Rainbow Trust Children's Charity

Rainbow Trust Family Support Workers provide emotional and practical support to families that have a child suffering from a life threatening or terminal illness. They provide access to healthcare, education, therapy, welfare support and benefits for these families at the most traumatic time of their lives together with emotional support for the whole family.
Aug 20, 2015

How We Help

In July 2014, baby Paola was born at just 24 weeks, over three months before her due date and weighing less than two pounds. Due to her extreme prematurity, Paola suffered from a number of health problems and was on the neonatal unit at Chelsea & Westminster for a long time. Rainbow Trust Children’s Charity began working with the whole family in early August when the baby was 10 days old. Dora, Paola’s mother, was understandably, very distressed having to visit her baby in the hospital, whilst juggling the care of her three other children, Porter (5), Parker (4) and Mona (2). Being so young, they were unable to visit their new sister on the neonatal unit due to the risk of infection. The three children were all exceptionally lively and very excited at the arrival of their baby sister but often confused as to why they couldn’t see her. With their father at work, Dora was unable to visit Paola for the four months she was at Chelsea & Westminster hospital. She was then moved for a month to Northwick Park hospital.  

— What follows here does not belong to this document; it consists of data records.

//! Multiplexed request/response calls over one duplex byte stream
//!
//! The client tags each request with a fresh call id and parks a oneshot
//! sender under it; a single reader task routes responses back by id, so any
//! number of calls can be outstanding and may complete in any order. A single
//! writer task owns the write half, which keeps frames whole even when the
//! caller that queued them has already given up.

use crate::error::{RemoteError, TakiError};
use crate::protocol::frame;
use crate::protocol_core::{decode, encode, read_frame, write_frame, Frame};
use futures::future::BoxFuture;
use futures::FutureExt;
use parking_lot::Mutex;
use serde::de::DeserializeOwned;
use serde::Serialize;
use std::collections::HashMap;
use std::future::Future;
use std::sync::atomic::{AtomicU64, Ordering};
use std::sync::Arc;
use tokio::io::{AsyncRead, AsyncWrite};
use tokio::sync::{mpsc, oneshot};
use tokio::task::JoinHandle;
use tokio_util::sync::CancellationToken;

type Reply = Result<Vec<u8>, TakiError>;

#[derive(Default)]
struct PendingCalls {
    /// Set once the stream is unusable; new calls fail immediately
    closed: Option<String>,
    calls: HashMap<u64, oneshot::Sender<Reply>>,
}

impl PendingCalls {
    fn close(&mut self, reason: String) {
        for (_, tx) in self.calls.drain() {
            let _ = tx.send(Err(TakiError::Protocol(reason.clone())));
        }
        self.closed.get_or_insert(reason);
    }
}

pub struct RpcClient {
    next_id: AtomicU64,
    pending: Arc<Mutex<PendingCalls>>,
    outgoing: mpsc::UnboundedSender<Frame>,
    reader: JoinHandle<()>,
}

impl RpcClient {
    /// Take over both halves of an established (post-handshake) stream.
    pub fn new<R, W>(reader: R, writer: W) -> Self
    where
        R: AsyncRead + Send + Unpin + 'static,
        W: AsyncWrite + Send + Unpin + 'static,
    {
        let pending = Arc::new(Mutex::new(PendingCalls::default()));
        let (outgoing, rx) = mpsc::unbounded_channel();
        let reader = tokio::spawn(read_loop(reader, Arc::clone(&pending)));
        tokio::spawn(write_loop(writer, rx, Arc::clone(&pending)));
        RpcClient {
            next_id: AtomicU64::new(1),
            pending,
            outgoing,
            reader,
        }
    }

    /// Issue `method` and wait for its response or for `cancel`.
    ///
    /// Cancelling only abandons this call; the channel and other calls carry
    /// on, and a late response for it is dropped.
    pub async fn call<Req, Res>(
        &self,
        method: &str,
        req: &Req,
        cancel: &CancellationToken,
    ) -> Result<Res, TakiError>
    where
        Req: Serialize + ?Sized,
        Res: DeserializeOwned,
    {
        let payload = encode(req)?;
        let id = self.next_id.fetch_add(1, Ordering::Relaxed);
        let (tx, rx) = oneshot::channel();
        {
            let mut pending = self.pending.lock();
            if let Some(reason) = &pending.closed {
                return Err(TakiError::Protocol(reason.clone()));
            }
            pending.calls.insert(id, tx);
        }

        let request = Frame {
            kind: frame::REQUEST,
            id,
            method: method.to_string(),
            payload,
        };
        if self.outgoing.send(request).is_err() {
            self.pending.lock().calls.remove(&id);
            return Err(TakiError::protocol("channel writer stopped"));
        }

        let reply = tokio::select! {
            biased;
            _ = cancel.cancelled() => {
                self.pending.lock().calls.remove(&id);
                return Err(TakiError::Cancelled);
            }
            reply = rx => reply,
        };
        match reply {
            Ok(Ok(bytes)) => decode(&bytes),
            Ok(Err(e)) => Err(e),
            Err(_) => Err(TakiError::protocol("channel closed")),
        }
    }

    pub fn is_closed(&self) -> bool {
        self.pending.lock().closed.is_some()
    }

    /// Number of calls still waiting for a response
    pub fn in_flight(&self) -> usize {
        self.pending.lock().calls.len()
    }
}

impl Drop for RpcClient {
    fn drop(&mut self) {
        // The writer stops on its own once `outgoing` is gone
        self.reader.abort();
    }
}

async fn read_loop<R>(mut reader: R, pending: Arc<Mutex<PendingCalls>>)
where
    R: AsyncRead + Unpin,
{
    let reason = loop {
        let frame = match read_frame(&mut reader).await {
            Ok(Some(frame)) => frame,
            Ok(None) => break "channel closed by agent".to_string(),
            Err(e) => break format!("channel read failed: {e}"),
        };
        let reply = match frame.kind {
            frame::RESPONSE => Ok(frame.payload),
            frame::ERROR => match decode::<RemoteError>(&frame.payload) {
                Ok(remote) => Err(TakiError::from(remote)),
                Err(e) => Err(e),
            },
            other => break format!("unexpected frame kind {other} from agent"),
        };
        // Unknown ids belong to cancelled calls
        if let Some(tx) = pending.lock().calls.remove(&frame.id) {
            let _ = tx.send(reply);
        }
    };
    pending.lock().close(reason);
}

async fn write_loop<W>(
    mut writer: W,
    mut rx: mpsc::UnboundedReceiver<Frame>,
    pending: Arc<Mutex<PendingCalls>>,
) where
    W: AsyncWrite + Unpin,
{
    while let Some(frame) = rx.recv().await {
        if let Err(e) = write_frame(&mut writer, &frame).await {
            pending.lock().close(format!("channel write failed: {e}"));
            return;
        }
    }
}

type Handler<S> = Box<dyn Fn(Arc<S>, Vec<u8>) -> BoxFuture<'static, Reply> + Send + Sync>;

/// Static method table: `service.method` name to typed handler.
pub struct Router<S> {
    handlers: HashMap<&'static str, Handler<S>>,
}

impl<S: Send + Sync + 'static> Default for Router<S> {
    fn default() -> Self {
        Self::new()
    }
}

impl<S: Send + Sync + 'static> Router<S> {
    pub fn new() -> Self {
        Router {
            handlers: HashMap::new(),
        }
    }

    pub fn route<Req, Res, F, Fut>(mut self, method: &'static str, handler: F) -> Self
    where
        Req: DeserializeOwned + Send + 'static,
        Res: Serialize + Send + 'static,
        F: Fn(Arc<S>, Req) -> Fut + Send + Sync + 'static,
        Fut: Future<Output = Result<Res, TakiError>> + Send + 'static,
    {
        let boxed: Handler<S> = Box::new(move |state, payload| {
            let call = decode::<Req>(&payload).map(|req| handler(state, req));
            async move {
                let res = call?.await?;
                encode(&res)
            }
            .boxed()
        });
        self.handlers.insert(method, boxed);
        self
    }

    pub fn methods(&self) -> Vec<&'static str> {
        let mut names: Vec<_> = self.handlers.keys().copied().collect();
        names.sort_unstable();
        names
    }

    pub async fn dispatch(&self, state: Arc<S>, method: &str, payload: Vec<u8>) -> Reply {
        match self.handlers.get(method) {
            Some(handler) => handler(state, payload).await,
            None => Err(TakiError::protocol(format!("unknown method {method}"))),
        }
    }
}

/// Serve requests until the peer closes its end. Each request runs on its
/// own task so slow calls never hold up quick ones.
pub async fn serve<S, R, W>(
    router: Arc<Router<S>>,
    state: Arc<S>,
    mut reader: R,
    writer: W,
) -> Result<(), TakiError>
where
    S: Send + Sync + 'static,
    R: AsyncRead + Unpin,
    W: AsyncWrite + Send + Unpin + 'static,
{
    let (tx, mut rx) = mpsc::unbounded_channel::<Frame>();
    let writer_task = tokio::spawn(async move {
        let mut writer = writer;
        while let Some(frame) = rx.recv().await {
            write_frame(&mut writer, &frame).await?;
        }
        Ok::<(), TakiError>(())
    });

    let result = loop {
        let request = match read_frame(&mut reader).await {
            Ok(Some(f)) if f.kind == frame::REQUEST => f,
            Ok(Some(f)) => {
                break Err(TakiError::protocol(format!(
                    "unexpected frame kind {} from operator",
                    f.kind
                )))
            }
            Ok(None) => break Ok(()),
            Err(e) => break Err(e),
        };
        let router = Arc::clone(&router);
        let state = Arc::clone(&state);
        let tx = tx.clone();
        tokio::spawn(async move {
            let Frame {
                id,
                method,
                payload,
                ..
            } = request;
            let reply = match router.dispatch(state, &method, payload).await {
                Ok(payload) => Frame {
                    kind: frame::RESPONSE,
                    id,
                    method: String::new(),
                    payload,
                },
                Err(e) => Frame {
                    kind: frame::ERROR,
                    id,
                    method: String::new(),
                    payload: encode(&RemoteError::from(&e)).unwrap_or_default(),
                },
            };
            let _ = tx.send(reply);
        });
    };

    // Replies still being computed keep the writer alive until they are sent
    drop(tx);
    match writer_task.await {
        Ok(Ok(())) => result,
        Ok(Err(e)) => result.and(Err(e)),
        Err(e) => Err(TakiError::protocol(format!("writer task failed: {e}"))),
    }
}

#[cfg(test)]
mod tests {
    use super::*;
    use std::time::Duration;

    struct State {
        greeting: String,
    }

    fn router() -> Router<State> {
        Router::new()
            .route("Test.Echo", |s: Arc<State>, name: String| async move {
                Ok(format!("{} {}", s.greeting, name))
            })
            .route("Test.Sleep", |_, ms: u64| async move {
                tokio::time::sleep(Duration::from_millis(ms)).await;
                Ok(ms)
            })
            .route("Test.Fail", |_, _: ()| async move {
                Err::<(), _>(TakiError::Config)
            })
    }

    fn connect() -> RpcClient {
        let (c_out, s_in) = tokio::io::duplex(64 * 1024);
        let (s_out, c_in) = tokio::io::duplex(64 * 1024);
        let state = Arc::new(State {
            greeting: "hello".into(),
        });
        tokio::spawn(serve(Arc::new(router()), state, s_in, s_out));
        RpcClient::new(c_in, c_out)
    }

    #[tokio::test]
    async fn test_basic_call() {
        let client = connect();
        let cancel = CancellationToken::new();
        let res: String = client.call("Test.Echo", "taki", &cancel).await.unwrap();
        assert_eq!(res, "hello taki");
        assert_eq!(client.in_flight(), 0);
    }

    #[tokio::test]
    async fn test_responses_complete_out_of_order() {
        let client = connect();
        let cancel = CancellationToken::new();
        let slow = client.call::<u64, u64>("Test.Sleep", &300, &cancel);
        let fast = client.call::<u64, u64>("Test.Sleep", &1, &cancel);
        tokio::pin!(slow);

        let got = tokio::select! {
            biased;
            r = fast => r.unwrap(),
            _ = &mut slow => panic!("slow call finished first"),
        };
        assert_eq!(got, 1);
        assert_eq!(slow.await.unwrap(), 300);
    }

    #[tokio::test]
    async fn test_cancel_leaves_channel_usable() {
        let client = connect();
        let cancel = CancellationToken::new();
        let trigger = cancel.clone();
        tokio::spawn(async move {
            tokio::time::sleep(Duration::from_millis(20)).await;
            trigger.cancel();
        });
        let err = client
            .call::<u64, u64>("Test.Sleep", &5_000, &cancel)
            .await
            .unwrap_err();
        assert!(matches!(err, TakiError::Cancelled));
        assert_eq!(client.in_flight(), 0);

        let res: String = client
            .call("Test.Echo", "again", &CancellationToken::new())
            .await
            .unwrap();
        assert_eq!(res, "hello again");
    }

    #[tokio::test]
    async fn test_remote_error_keeps_identity() {
        let client = connect();
        let err = client
            .call::<(), ()>("Test.Fail", &(), &CancellationToken::new())
            .await
            .unwrap_err();
        assert!(matches!(err, TakiError::Config));
    }

    #[tokio::test]
    async fn test_unknown_method() {
        let client = connect();
        let err = client
            .call::<(), ()>("Test.Missing", &(), &CancellationToken::new())
            .await
            .unwrap_err();
        assert!(err.to_string().contains("unknown method Test.Missing"));
    }

    #[tokio::test]
    async fn test_eof_fails_outstanding_calls() {
        let (c_out, _s_in) = tokio::io::duplex(1024);
        let (s_out, c_in) = tokio::io::duplex(1024);
        let client = Arc::new(RpcClient::new(c_in, c_out));

        let call = {
            let client = client.clone();
            tokio::spawn(async move {
                client
                    .call::<(), ()>("Test.Echo", &(), &CancellationToken::new())
                    .await
            })
        };
        tokio::time::sleep(Duration::from_millis(20)).await;
        drop(s_out);

        let err = call.await.unwrap().unwrap_err();
        assert!(matches!(err, TakiError::Protocol(_)));
        assert!(client.is_closed());
        let again = client
            .call::<(), ()>("Test.Echo", &(), &CancellationToken::new())
            .await;
        assert!(again.is_err());
    }

    #[test]
    fn test_router_methods() {
        assert_eq!(
            router().methods(),
            vec!["Test.Echo", "Test.Fail", "Test.Sleep"]
        );
    }
}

Amy, our first Neonatal Support Worker, was able to offer transport to and from the hospital at least twice a week which meant that Dora had precious time with her baby daughter. At the same time, Amy provided sibling support so Dora knew that her other children were being looked after. Amy took the children to playgroups, something they had never done before due to a lack of transport or resources at home.  The difference these outings made to the siblings was noticeable. Prior to Amy’s support, the siblings would get angry and upset whenever Dora went to visit the baby, but started to look forward to their outings with Amy.  She helped with school runs especially on the way to or back from the hospital and helped with shopping, which gave Dora some much needed respite. 

In late December, Paola was discharged from hospital and was able to go home on oxygen. Amy took the three siblings out for most of the day so that Paola’s parents and health worker had an uninterrupted day moving her home with her oxygen tank. 

When the siblings got home, Amy explained what was happening and why their baby sister was connected to the equipment.  She had to keep them from jumping on Paola as they were so pleased and happy that she was finally home! 

Paola still has numerous hospital appointments but she is at home with her parents and siblings. Rainbow Trust continues to support, providing transport, hospital assistance and sibling care. Due to the constant demand of the young children, Amy offers respite for Dora, taking the children to their favourite playgroups, which allows Dora some alone time with her baby. 

Since Paola was born, Rainbow Trust has provided over 150 hours of support to the family. Dora is always extremely appreciative and grateful for all the charity’s support and involvement and explains how excited the children are when they see Amy’s car outside the house, as they know it means a day of fun and laughter.

Aug 20, 2015

Home Sooner Than Later

My support for K and her family sometimes involves transporting the family to and from the hospital for appointments. On this particular day, I was visiting K in hospital, she was an inpatient and had been admitted with an infection. K is 12 months post heart transplant and has to be monitored during any infection. She had been in hospital for a week. Dad informed me that K was being discharged that afternoon. He told me that he could phone mum who would have to get K’s sister ready before coming to pick them up (mum and sister have cardiomyopathy and would take a while before they could come to collect them) 

I advised dad that I had two other visits but if he wanted transport home, I could take them on my way to my next visit. Dad was very appreciative and accepted my offer. 

On the journey home, dad was able to discuss concerns about his partner and daughters condition. I enabled him to talk and I listened. 

This shows how Family Support Worker’s can be flexible with the support they can offer families. This support meant that the family were home within half an hour of being discharged instead of hours waiting for hospital transport or K’s mother. 

It also allowed mum to relax and not rush to leave the house. Both herself and K’s sister were able to be at home, waiting for K and dads long awaited return home

Aug 20, 2015

Peter's Story

Peter was two years old when he was diagnosed with leukaemia.  He was admitted to hospital in Oxford for treatment.  Flora, his mum, stayed with him and her husband took his twin brother, Thomas, home to Reading.  

The family was quickly referred to Rainbow Trust and introduced to Family Support Worker, Jess.  She takes Flora and the boys to hospital appointments, plays with Thomas while Peter is in treatment, and when they are both home, she plays with them together. 

Peter is very clingy to his mum, which means that Flora struggles to do anything without them, so having Jess as a playmate helps her immensely.  She can take a shower or do some chores, which gives her some semblance of a normal life.

It is heart-warming to know that there are people who dedicate their time to others.  Our Family Support Worker, Jess, has been an angel.”